§ **Exercise instructions**
Below is a listing; repeat exactly the lines from the one containing "pub const EXAM_ACCIDENT: f64 = 0.005;" to the one containing "for anxiety medication.", both included.

§ **Dataset extract**

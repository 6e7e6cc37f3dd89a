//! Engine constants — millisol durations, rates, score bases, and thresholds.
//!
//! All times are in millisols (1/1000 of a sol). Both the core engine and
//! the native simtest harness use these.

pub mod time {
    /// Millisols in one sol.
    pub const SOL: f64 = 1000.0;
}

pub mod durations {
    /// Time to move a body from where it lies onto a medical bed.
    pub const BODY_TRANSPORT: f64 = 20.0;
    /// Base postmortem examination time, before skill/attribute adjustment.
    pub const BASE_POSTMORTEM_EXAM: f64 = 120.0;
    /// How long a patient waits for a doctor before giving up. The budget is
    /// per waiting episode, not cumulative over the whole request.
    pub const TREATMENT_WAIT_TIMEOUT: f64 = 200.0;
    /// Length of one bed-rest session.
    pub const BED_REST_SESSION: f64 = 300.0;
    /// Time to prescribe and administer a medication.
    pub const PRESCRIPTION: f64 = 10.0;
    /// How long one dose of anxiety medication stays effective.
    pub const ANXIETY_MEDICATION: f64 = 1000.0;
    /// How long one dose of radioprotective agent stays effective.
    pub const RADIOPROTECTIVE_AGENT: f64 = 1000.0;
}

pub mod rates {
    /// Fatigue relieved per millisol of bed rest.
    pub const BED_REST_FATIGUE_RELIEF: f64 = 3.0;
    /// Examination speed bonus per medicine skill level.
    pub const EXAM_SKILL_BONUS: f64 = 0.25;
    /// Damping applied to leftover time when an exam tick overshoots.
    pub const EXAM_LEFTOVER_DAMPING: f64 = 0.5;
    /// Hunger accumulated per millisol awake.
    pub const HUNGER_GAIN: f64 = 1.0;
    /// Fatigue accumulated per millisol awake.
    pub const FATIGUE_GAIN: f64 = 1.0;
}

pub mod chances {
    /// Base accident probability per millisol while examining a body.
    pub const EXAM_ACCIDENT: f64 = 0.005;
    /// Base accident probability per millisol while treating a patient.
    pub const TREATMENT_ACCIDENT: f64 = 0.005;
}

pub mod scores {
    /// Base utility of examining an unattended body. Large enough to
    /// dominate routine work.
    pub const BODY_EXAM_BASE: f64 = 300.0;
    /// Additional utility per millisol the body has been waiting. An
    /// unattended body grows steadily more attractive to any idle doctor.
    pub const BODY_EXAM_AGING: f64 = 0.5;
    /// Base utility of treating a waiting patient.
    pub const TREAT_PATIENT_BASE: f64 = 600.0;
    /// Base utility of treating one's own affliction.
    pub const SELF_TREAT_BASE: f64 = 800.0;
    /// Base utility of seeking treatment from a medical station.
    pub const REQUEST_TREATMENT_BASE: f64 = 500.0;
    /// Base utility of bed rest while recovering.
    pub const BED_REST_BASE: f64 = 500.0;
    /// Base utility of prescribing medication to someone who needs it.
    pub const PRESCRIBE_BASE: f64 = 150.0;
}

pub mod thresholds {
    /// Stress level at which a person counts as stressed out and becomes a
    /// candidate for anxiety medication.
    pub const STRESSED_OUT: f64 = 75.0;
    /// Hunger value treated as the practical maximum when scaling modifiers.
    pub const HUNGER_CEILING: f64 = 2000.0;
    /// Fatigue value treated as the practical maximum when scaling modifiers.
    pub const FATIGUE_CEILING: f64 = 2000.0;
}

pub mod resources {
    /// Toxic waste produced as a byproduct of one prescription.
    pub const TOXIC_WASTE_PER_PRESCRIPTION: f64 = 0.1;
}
* * *
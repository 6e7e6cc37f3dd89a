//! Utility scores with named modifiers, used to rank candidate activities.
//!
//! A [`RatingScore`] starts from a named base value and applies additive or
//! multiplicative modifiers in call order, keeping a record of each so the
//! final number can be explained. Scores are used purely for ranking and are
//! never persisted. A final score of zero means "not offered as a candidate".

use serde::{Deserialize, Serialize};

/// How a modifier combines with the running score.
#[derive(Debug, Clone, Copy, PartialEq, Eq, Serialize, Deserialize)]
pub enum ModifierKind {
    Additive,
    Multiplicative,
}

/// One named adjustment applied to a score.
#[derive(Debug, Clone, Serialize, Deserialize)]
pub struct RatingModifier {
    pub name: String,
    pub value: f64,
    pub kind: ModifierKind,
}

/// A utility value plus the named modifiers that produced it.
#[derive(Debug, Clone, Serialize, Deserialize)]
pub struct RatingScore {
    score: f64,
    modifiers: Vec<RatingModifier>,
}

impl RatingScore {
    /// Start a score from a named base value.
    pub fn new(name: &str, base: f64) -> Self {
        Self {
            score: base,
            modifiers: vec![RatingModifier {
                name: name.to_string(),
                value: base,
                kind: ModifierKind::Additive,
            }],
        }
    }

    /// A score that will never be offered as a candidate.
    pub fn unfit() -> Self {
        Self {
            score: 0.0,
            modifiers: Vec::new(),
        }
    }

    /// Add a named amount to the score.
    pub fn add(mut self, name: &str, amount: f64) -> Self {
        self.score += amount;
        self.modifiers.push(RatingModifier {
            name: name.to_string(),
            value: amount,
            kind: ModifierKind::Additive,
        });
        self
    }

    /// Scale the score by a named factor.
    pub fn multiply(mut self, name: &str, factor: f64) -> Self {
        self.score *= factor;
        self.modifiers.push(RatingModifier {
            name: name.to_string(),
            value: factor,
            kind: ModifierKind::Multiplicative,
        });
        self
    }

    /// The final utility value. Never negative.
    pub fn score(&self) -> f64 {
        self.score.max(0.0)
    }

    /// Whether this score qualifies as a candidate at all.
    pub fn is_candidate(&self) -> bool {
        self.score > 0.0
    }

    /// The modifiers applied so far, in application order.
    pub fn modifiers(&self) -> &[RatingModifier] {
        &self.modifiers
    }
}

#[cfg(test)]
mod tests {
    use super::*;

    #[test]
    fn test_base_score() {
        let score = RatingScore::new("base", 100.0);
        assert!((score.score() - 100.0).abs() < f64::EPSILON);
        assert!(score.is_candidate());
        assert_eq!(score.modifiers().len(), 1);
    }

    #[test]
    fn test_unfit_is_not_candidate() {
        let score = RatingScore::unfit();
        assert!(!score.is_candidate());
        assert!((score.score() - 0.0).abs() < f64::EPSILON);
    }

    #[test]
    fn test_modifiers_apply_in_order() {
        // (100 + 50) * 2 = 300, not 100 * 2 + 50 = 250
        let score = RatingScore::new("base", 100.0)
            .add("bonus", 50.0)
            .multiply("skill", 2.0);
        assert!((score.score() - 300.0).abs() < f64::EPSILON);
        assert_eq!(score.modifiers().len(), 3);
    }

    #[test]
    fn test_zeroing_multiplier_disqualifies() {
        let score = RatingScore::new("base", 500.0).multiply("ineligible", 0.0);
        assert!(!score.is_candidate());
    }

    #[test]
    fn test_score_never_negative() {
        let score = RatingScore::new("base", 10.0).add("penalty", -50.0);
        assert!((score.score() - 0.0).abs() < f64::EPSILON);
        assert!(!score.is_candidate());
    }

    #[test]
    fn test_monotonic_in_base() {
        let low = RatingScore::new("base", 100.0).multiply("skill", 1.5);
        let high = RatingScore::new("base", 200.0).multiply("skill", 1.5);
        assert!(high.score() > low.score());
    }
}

§ **Your response**
    pub const EXAM_ACCIDENT: f64 = 0.005;
    /// Base accident probability per millisol while treating a patient.
    pub const TREATMENT_ACCIDENT: f64 = 0.005;
}

pub mod scores {
    /// Base utility of examining an unattended body. Large enough to
    /// dominate routine work.
    pub const BODY_EXAM_BASE: f64 = 300.0;
    /// Additional utility per millisol the body has been waiting. An
    /// unattended body grows steadily more attractive to any idle doctor.
    pub const BODY_EXAM_AGING: f64 = 0.5;
    /// Base utility of treating a waiting patient.
    pub const TREAT_PATIENT_BASE: f64 = 600.0;
    /// Base utility of treating one's own affliction.
    pub const SELF_TREAT_BASE: f64 = 800.0;
    /// Base utility of seeking treatment from a medical station.
    pub const REQUEST_TREATMENT_BASE: f64 = 500.0;
    /// Base utility of bed rest while recovering.
    pub const BED_REST_BASE: f64 = 500.0;
    /// Base utility of prescribing medication to someone who needs it.
    pub const PRESCRIBE_BASE: f64 = 150.0;
}

pub mod thresholds {
    /// Stress level at which a person counts as stressed out and becomes a
    /// candidate for anxiety medication.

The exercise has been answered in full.